Copy out again, unchanged, the listing below from the line that has "props.vscode_user.as_deref().unwrap_or(DEFAULT_VSCODE_USER)" through the line that has "let json = serde_json::to_string(&config).unwrap();".

=== Begin Enclosure ===

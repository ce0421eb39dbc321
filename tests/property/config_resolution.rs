// Copyright (c) 2025 - MV Consulting
//! Property-Based Tests for Configuration Resolution
//!
//! Properties verified:
//! - both certificate options set always conflicts
//! - auto-created certificates without zone and domain always miss a
//!   dependency
//! - idle timings without auto-stop are dropped rather than rejected
//! - unset fields take the documented default, set fields are kept
//! - resolving fully explicit props gives the same props back
//! - a resolved configuration survives a JSON round trip unchanged

use std::collections::BTreeMap;

use cdk_vscode_server::config::defaults::*;
use cdk_vscode_server::domain::{InstanceClass, InstanceSize, PolicyStatement};
use cdk_vscode_server::{
    resolve, ConstructError, LinuxArchitectureType, LinuxFlavorType, ResolvedServerConfig,
    VSCodeServerProps,
};
use proptest::prelude::*;
use proptest::sample::select;

// ============================================================================
// Strategies
// ============================================================================

fn architecture() -> impl Strategy<Value = LinuxArchitectureType> {
    select(LinuxArchitectureType::ALL.to_vec())
}

fn flavor() -> impl Strategy<Value = LinuxFlavorType> {
    select(LinuxFlavorType::ALL.to_vec())
}

fn instance_class() -> impl Strategy<Value = InstanceClass> {
    select(vec!["m7g", "m7i", "t3", "c6gn", "r7a", "g5"])
        .prop_map(|c| InstanceClass::new(c).expect("valid class"))
}

fn instance_size() -> impl Strategy<Value = InstanceSize> {
    select(vec!["medium", "large", "xlarge", "2xlarge", "16xlarge", "metal"])
        .prop_map(|s| InstanceSize::new(s).expect("valid size"))
}

fn home_folder() -> impl Strategy<Value = String> {
    "/[A-Za-z][A-Za-z0-9_-]{0,8}(/[a-z0-9_]{1,8}){0,2}"
}

fn policy() -> impl Strategy<Value = PolicyStatement> {
    (
        prop::collection::vec("[a-z0-9]{2,8}:[A-Z][A-Za-z]{0,15}", 1..3),
        prop::collection::vec("arn:aws:[a-z0-9]{2,8}:::[a-z0-9-]{1,12}", 1..3),
    )
        .prop_map(|(actions, resources)| PolicyStatement::allow(actions, resources))
}

fn tags() -> impl Strategy<Value = BTreeMap<String, String>> {
    prop::collection::btree_map("[a-z][a-z0-9-]{0,12}", "[A-Za-z0-9 ._-]{0,24}", 0..4)
}

/// Custom domain fields: (domainName, hostedZoneId, certificateArn, autoCreateCertificate)
type DomainFields = (Option<String>, Option<String>, Option<String>, Option<bool>);

fn domain_fields() -> impl Strategy<Value = DomainFields> {
    let domain = "[a-z]{1,10}\\.example\\.com";
    let zone = "Z[A-Z0-9]{6,20}";
    let arn = "arn:aws:acm:us-east-1:[0-9]{12}:certificate/[a-f0-9-]{8,36}";
    prop_oneof![
        Just::<DomainFields>((None, None, None, Some(false))),
        (domain, zone, arn).prop_map(|(d, z, a)| (Some(d), Some(z), Some(a), Some(false))),
        (domain, zone).prop_map(|(d, z)| (Some(d), Some(z), None, Some(true))),
    ]
}

/// Auto-stop fields: (enableAutoStop, idleTimeoutMinutes, idleCheckIntervalMinutes)
type AutoStopFields = (Option<bool>, Option<u32>, Option<u32>);

fn auto_stop_fields() -> impl Strategy<Value = AutoStopFields> {
    prop_oneof![
        Just::<AutoStopFields>((Some(false), None, None)),
        (1u32..=1440)
            .prop_flat_map(|timeout| (Just(timeout), 1..=timeout))
            .prop_map(|(timeout, interval)| (Some(true), Some(timeout), Some(interval))),
    ]
}

/// Props with every field the invariants allow set explicitly
fn explicit_props() -> impl Strategy<Value = VSCodeServerProps> {
    let shape = (
        architecture(),
        flavor(),
        instance_class(),
        instance_size(),
        8u32..=16_384,
        "[A-Za-z]([A-Za-z0-9-]{0,30}[A-Za-z0-9])?",
    );
    let paths = (
        home_folder(),
        "[a-z][a-z0-9-]{0,10}",
        1u16..=u16::MAX,
        "[a-z_][a-z0-9_-]{0,15}",
        "[A-Za-z0-9!@#%^*()_+=-]{1,24}",
    );
    let extras = (
        prop::collection::vec(policy(), 0..3),
        tags(),
        domain_fields(),
        auto_stop_fields(),
    );

    (shape, paths, extras).prop_map(
        |(
            (arch, flavor, class, size, volume, name),
            (home, base_path, port, user, password),
            (policies, tags, (domain, zone, arn, auto_cert), (auto_stop, timeout, interval)),
        )| VSCodeServerProps {
            vscode_user: Some(user),
            vscode_password: Some(password),
            instance_name: Some(name),
            instance_volume_size: Some(volume),
            instance_class: Some(class),
            instance_size: Some(size),
            instance_operating_system: Some(flavor),
            instance_cpu_architecture: Some(arch),
            home_folder: Some(home),
            dev_server_base_path: Some(base_path),
            dev_server_port: Some(port),
            additional_instance_role_policies: Some(policies),
            additional_tags: Some(tags),
            domain_name: domain,
            hosted_zone_id: zone,
            certificate_arn: arn,
            auto_create_certificate: auto_cert,
            enable_auto_stop: auto_stop,
            idle_timeout_minutes: timeout,
            idle_check_interval_minutes: interval,
        },
    )
}

/// Explicit props with an arbitrary subset of the simple fields cleared
fn partial_props() -> impl Strategy<Value = VSCodeServerProps> {
    (explicit_props(), prop::collection::vec(any::<bool>(), 8)).prop_map(|(mut props, clear)| {
        if clear[0] {
            props.instance_cpu_architecture = None;
        }
        if clear[1] {
            props.instance_operating_system = None;
        }
        if clear[2] {
            props.instance_volume_size = None;
        }
        if clear[3] {
            props.home_folder = None;
        }
        if clear[4] {
            props.dev_server_base_path = None;
        }
        if clear[5] {
            props.dev_server_port = None;
        }
        if clear[6] {
            props.vscode_user = None;
        }
        if clear[7] {
            props.vscode_password = None;
            props.instance_class = None;
            props.instance_size = None;
        }
        props
    })
}

// ============================================================================
// Properties
// ============================================================================

proptest! {
    #[test]
    fn prop_both_certificate_options_conflict(
        props in explicit_props(),
        arn in ".{0,40}",
    ) {
        let props = VSCodeServerProps {
            certificate_arn: Some(arn),
            auto_create_certificate: Some(true),
            ..props
        };
        let is_conflict = matches!(resolve(&props), Err(ConstructError::ConflictingOption { .. }));
        prop_assert!(is_conflict);
    }

    #[test]
    fn prop_auto_certificate_without_zone_or_domain_misses_dependency(props in explicit_props()) {
        let props = VSCodeServerProps {
            auto_create_certificate: Some(true),
            hosted_zone_id: None,
            domain_name: None,
            certificate_arn: None,
            ..props
        };
        prop_assert_eq!(
            resolve(&props).unwrap_err(),
            ConstructError::missing_dependency("autoCreateCertificate", &["hostedZoneId", "domainName"])
        );
    }

    #[test]
    fn prop_idle_timings_without_auto_stop_are_dropped(
        props in partial_props(),
        enable in prop_oneof![Just(None), Just(Some(false))],
        timeout in prop::option::of(any::<u32>()),
        interval in prop::option::of(any::<u32>()),
    ) {
        let props = VSCodeServerProps {
            enable_auto_stop: enable,
            idle_timeout_minutes: timeout,
            idle_check_interval_minutes: interval,
            ..props
        };
        let config = resolve(&props).unwrap();
        prop_assert_eq!(config.auto_stop(), None);

        let explicit = VSCodeServerProps::from(config);
        prop_assert_eq!(explicit.enable_auto_stop, Some(false));
        prop_assert_eq!(explicit.idle_timeout_minutes, None);
        prop_assert_eq!(explicit.idle_check_interval_minutes, None);
    }

    #[test]
    fn prop_unset_fields_take_defaults(props in partial_props()) {
        let config = resolve(&props).unwrap();

        prop_assert_eq!(
            config.cpu_architecture(),
            props.instance_cpu_architecture.unwrap_or(DEFAULT_ARCHITECTURE)
        );
        prop_assert_eq!(
            config.operating_system(),
            props.instance_operating_system.unwrap_or(DEFAULT_FLAVOR)
        );
        prop_assert_eq!(
            config.volume_size_gib(),
            props.instance_volume_size.unwrap_or(DEFAULT_INSTANCE_VOLUME_SIZE)
        );
        prop_assert_eq!(
            config.home_folder(),
            props.home_folder.as_deref().unwrap_or(DEFAULT_HOME_FOLDER)
        );
        prop_assert_eq!(
            config.dev_server_base_path(),
            props.dev_server_base_path.as_deref().unwrap_or(DEFAULT_DEV_SERVER_BASE_PATH)
        );
        prop_assert_eq!(
            config.dev_server_port(),
            props.dev_server_port.unwrap_or(DEFAULT_DEV_SERVER_PORT)
        );
        prop_assert_eq!(
            config.vscode_user(),
            props.vscode_user.as_deref().unwrap_or(DEFAULT_VSCODE_USER)
        );
        prop_assert_eq!(config.password().is_generated(), props.vscode_password.is_none());
        if props.instance_class.is_none() {
            prop_assert_eq!(config.instance_type().to_string(), "m7g.xlarge");
        }
    }

    #[test]
    fn prop_resolving_explicit_props_is_identity(props in explicit_props()) {
        let config = resolve(&props).unwrap();
        prop_assert_eq!(VSCodeServerProps::from(config), props);
    }

    #[test]
    fn prop_resolution_is_idempotent(props in partial_props()) {
        let once = resolve(&props).unwrap();
        let twice = resolve(&VSCodeServerProps::from(once.clone())).unwrap();
        prop_assert_eq!(twice, once);
    }

    #[test]
    fn prop_resolved_config_json_round_trip(props in partial_props()) {
        let config = resolve(&props).unwrap();
        let json = serde_json::to_string(&config).unwrap();
        let reparsed: ResolvedServerConfig = serde_json::from_str(&json).unwrap();
        prop_assert_eq!(reparsed, config);
    }
}

#[test]
fn test_empty_props_resolve_to_documented_defaults() {
    let config = resolve(&VSCodeServerProps::default()).unwrap();

    assert_eq!(config.cpu_architecture(), LinuxArchitectureType::Arm);
    assert_eq!(config.operating_system(), LinuxFlavorType::Ubuntu22);
    assert_eq!(config.volume_size_gib(), 40);
    assert_eq!(config.home_folder(), "/Workshop");
    assert_eq!(config.dev_server_base_path(), "app");
    assert_eq!(config.dev_server_port(), 8081);
    assert_eq!(config.vscode_user(), "participant");
}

=== End Enclosure ===

§ Your solution
            props.vscode_user.as_deref().unwrap_or(DEFAULT_VSCODE_USER)
        );
        prop_assert_eq!(config.password().is_generated(), props.vscode_password.is_none());
        if props.instance_class.is_none() {
            prop_assert_eq!(config.instance_type().to_string(), "m7g.xlarge");
        }
    }

    #[test]
    fn prop_resolving_explicit_props_is_identity(props in explicit_props()) {
        let config = resolve(&props).unwrap();
        prop_assert_eq!(VSCodeServerProps::from(config), props);
    }

    #[test]
    fn prop_resolution_is_idempotent(props in partial_props()) {
        let once = resolve(&props).unwrap();
        let twice = resolve(&VSCodeServerProps::from(once.clone())).unwrap();
        prop_assert_eq!(twice, once);
    }

    #[test]
    fn prop_resolved_config_json_round_trip(props in partial_props()) {
        let config = resolve(&props).unwrap();
        let json = serde_json::to_string(&config).unwrap();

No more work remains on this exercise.